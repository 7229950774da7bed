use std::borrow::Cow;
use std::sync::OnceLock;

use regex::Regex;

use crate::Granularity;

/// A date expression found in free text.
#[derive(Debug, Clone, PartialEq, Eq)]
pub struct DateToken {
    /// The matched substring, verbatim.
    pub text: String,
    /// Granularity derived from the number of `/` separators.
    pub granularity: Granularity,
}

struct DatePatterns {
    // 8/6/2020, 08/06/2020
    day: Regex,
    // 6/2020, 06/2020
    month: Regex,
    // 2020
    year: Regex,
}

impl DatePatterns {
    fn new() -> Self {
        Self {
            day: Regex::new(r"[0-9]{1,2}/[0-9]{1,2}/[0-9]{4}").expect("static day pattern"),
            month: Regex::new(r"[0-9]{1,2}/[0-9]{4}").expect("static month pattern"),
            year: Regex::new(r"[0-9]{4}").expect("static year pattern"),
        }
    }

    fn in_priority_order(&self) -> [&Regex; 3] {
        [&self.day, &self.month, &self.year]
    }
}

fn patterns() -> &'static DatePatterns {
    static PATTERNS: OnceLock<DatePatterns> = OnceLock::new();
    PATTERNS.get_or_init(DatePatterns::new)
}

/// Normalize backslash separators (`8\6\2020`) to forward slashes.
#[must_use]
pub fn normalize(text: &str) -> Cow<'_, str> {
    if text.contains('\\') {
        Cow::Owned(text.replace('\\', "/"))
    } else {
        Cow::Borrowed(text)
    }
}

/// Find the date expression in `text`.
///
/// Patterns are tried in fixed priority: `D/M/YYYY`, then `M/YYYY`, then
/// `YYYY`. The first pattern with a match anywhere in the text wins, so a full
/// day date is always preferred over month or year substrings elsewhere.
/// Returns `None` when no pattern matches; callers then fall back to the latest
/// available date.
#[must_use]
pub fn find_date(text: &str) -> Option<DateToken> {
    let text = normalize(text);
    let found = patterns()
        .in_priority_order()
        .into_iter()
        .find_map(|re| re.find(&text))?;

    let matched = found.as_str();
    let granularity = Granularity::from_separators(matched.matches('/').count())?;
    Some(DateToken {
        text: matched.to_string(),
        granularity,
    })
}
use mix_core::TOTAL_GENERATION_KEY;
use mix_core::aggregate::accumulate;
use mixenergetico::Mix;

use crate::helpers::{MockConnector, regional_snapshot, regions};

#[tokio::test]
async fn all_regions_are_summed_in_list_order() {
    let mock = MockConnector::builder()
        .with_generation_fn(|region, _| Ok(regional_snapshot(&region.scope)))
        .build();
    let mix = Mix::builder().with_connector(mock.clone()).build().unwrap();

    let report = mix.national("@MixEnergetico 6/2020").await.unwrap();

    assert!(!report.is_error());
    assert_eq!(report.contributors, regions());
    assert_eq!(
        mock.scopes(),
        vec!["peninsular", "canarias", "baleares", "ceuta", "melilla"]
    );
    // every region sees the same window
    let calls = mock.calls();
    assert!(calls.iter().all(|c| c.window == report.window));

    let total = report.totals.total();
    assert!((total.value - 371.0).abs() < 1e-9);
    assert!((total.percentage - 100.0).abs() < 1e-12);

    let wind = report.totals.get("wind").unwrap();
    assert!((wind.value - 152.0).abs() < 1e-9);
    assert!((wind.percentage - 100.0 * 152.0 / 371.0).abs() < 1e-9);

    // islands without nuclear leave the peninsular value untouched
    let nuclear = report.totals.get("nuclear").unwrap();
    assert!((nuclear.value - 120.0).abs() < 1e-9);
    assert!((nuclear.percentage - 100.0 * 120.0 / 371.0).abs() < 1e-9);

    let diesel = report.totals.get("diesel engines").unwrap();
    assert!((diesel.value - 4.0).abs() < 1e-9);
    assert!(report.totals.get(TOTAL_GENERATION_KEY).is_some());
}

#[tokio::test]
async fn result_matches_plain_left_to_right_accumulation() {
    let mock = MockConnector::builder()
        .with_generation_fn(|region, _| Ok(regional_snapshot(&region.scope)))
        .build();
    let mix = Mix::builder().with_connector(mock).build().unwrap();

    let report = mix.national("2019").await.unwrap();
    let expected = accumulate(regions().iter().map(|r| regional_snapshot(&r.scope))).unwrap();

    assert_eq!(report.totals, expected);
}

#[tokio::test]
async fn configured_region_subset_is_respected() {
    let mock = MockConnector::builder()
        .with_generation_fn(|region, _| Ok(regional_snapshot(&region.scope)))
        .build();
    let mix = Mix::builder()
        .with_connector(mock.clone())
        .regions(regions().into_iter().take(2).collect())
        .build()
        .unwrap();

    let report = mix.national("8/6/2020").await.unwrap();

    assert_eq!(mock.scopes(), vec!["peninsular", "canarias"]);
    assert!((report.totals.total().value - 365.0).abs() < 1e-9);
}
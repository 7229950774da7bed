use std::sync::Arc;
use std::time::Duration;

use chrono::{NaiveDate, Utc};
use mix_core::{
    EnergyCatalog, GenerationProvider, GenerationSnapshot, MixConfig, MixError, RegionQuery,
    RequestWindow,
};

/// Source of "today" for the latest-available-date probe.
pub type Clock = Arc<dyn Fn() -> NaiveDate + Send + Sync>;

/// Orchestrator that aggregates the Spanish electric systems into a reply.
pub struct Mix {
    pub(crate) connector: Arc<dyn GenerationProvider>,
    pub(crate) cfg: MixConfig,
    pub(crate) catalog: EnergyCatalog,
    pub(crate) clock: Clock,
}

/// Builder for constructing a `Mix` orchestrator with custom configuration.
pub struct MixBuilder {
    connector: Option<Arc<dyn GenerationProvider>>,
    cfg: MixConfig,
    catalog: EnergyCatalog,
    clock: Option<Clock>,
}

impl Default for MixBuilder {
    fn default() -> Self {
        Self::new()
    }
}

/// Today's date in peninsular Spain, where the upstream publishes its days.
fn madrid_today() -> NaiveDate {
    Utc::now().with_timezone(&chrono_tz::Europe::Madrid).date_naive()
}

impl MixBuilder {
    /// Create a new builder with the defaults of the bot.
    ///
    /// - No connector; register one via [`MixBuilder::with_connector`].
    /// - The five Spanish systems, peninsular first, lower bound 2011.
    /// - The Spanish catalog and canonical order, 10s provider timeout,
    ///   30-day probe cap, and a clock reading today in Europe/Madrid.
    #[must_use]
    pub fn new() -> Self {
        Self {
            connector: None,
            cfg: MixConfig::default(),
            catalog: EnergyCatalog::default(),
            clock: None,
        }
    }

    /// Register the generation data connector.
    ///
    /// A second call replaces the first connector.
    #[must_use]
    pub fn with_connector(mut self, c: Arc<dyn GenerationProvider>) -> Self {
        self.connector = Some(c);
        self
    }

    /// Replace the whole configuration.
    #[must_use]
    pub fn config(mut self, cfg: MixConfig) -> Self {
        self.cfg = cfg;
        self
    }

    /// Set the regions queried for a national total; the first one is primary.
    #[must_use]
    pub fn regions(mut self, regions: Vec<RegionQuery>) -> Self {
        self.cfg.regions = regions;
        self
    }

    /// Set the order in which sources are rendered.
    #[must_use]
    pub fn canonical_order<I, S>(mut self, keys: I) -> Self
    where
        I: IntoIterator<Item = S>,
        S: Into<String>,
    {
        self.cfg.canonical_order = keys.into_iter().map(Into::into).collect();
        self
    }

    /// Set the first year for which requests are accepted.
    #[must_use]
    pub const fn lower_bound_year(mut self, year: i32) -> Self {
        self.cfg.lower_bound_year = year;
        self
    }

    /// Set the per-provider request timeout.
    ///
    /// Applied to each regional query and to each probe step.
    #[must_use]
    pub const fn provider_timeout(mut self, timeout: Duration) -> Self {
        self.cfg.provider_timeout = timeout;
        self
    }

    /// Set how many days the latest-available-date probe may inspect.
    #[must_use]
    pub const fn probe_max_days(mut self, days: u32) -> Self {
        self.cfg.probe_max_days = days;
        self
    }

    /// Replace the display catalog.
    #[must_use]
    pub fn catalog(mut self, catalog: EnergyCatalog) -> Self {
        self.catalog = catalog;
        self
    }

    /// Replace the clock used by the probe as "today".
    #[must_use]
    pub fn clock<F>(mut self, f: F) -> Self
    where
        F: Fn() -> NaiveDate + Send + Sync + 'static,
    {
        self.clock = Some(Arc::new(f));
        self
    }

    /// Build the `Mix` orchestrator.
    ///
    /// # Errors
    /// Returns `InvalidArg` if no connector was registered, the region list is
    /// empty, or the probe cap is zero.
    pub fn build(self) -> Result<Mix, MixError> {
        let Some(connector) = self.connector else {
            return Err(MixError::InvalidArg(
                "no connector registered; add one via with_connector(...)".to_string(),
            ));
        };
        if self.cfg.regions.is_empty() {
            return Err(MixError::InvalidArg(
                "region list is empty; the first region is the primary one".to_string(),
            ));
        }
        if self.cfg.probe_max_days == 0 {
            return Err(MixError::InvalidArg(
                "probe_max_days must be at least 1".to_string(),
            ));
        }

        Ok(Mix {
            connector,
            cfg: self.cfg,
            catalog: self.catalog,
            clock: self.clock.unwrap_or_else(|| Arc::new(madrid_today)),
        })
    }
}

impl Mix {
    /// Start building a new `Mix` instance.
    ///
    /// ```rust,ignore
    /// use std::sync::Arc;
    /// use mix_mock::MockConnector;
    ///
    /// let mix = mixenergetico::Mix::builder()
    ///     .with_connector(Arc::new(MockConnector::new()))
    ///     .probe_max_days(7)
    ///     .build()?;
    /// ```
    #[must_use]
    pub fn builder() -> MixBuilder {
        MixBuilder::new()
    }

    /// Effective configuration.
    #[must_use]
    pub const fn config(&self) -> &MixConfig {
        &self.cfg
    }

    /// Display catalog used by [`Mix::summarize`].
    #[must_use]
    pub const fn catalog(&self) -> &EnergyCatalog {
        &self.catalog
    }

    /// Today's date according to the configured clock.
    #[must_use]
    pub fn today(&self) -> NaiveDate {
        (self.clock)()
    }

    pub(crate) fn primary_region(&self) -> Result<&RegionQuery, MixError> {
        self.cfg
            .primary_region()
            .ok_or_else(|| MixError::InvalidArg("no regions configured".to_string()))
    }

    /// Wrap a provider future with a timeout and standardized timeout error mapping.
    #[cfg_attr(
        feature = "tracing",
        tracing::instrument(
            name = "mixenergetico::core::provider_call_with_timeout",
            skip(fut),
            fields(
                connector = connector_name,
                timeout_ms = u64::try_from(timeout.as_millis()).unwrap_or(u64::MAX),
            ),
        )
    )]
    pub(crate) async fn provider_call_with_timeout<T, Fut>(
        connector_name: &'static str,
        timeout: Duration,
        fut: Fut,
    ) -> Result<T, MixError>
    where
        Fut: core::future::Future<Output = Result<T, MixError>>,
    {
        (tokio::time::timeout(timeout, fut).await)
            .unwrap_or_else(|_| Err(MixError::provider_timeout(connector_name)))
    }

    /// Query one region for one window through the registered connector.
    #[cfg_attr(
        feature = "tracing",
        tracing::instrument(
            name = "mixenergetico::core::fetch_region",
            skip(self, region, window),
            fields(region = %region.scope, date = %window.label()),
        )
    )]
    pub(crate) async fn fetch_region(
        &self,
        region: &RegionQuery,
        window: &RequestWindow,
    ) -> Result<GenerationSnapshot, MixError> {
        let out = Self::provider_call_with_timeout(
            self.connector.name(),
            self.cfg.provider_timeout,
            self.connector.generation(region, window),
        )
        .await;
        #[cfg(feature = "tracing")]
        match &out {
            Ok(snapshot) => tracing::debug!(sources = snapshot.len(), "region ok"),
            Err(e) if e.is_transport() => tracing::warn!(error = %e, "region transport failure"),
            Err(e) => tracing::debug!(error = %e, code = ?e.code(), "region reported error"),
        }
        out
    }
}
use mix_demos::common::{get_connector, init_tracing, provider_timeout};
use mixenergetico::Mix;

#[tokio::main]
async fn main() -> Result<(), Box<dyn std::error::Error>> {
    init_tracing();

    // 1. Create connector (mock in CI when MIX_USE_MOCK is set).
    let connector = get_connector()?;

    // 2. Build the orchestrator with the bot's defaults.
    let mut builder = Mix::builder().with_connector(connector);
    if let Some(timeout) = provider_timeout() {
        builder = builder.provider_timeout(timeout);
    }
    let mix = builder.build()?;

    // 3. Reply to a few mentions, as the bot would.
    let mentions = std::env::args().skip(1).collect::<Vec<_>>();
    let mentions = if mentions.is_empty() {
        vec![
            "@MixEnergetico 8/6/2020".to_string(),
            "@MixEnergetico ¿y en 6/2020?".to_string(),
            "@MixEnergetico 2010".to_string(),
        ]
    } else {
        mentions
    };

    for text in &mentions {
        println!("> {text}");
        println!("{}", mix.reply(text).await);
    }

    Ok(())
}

-------------------------

Directions -
Look over the listing above. Pick out and copy every line that includes "GenerationProvider".

Exercise output -
    EnergyCatalog, GenerationProvider, GenerationSnapshot, MixConfig, MixError, RegionQuery,
    pub(crate) connector: Arc<dyn GenerationProvider>,
    connector: Option<Arc<dyn GenerationProvider>>,
    pub fn with_connector(mut self, c: Arc<dyn GenerationProvider>) -> Self {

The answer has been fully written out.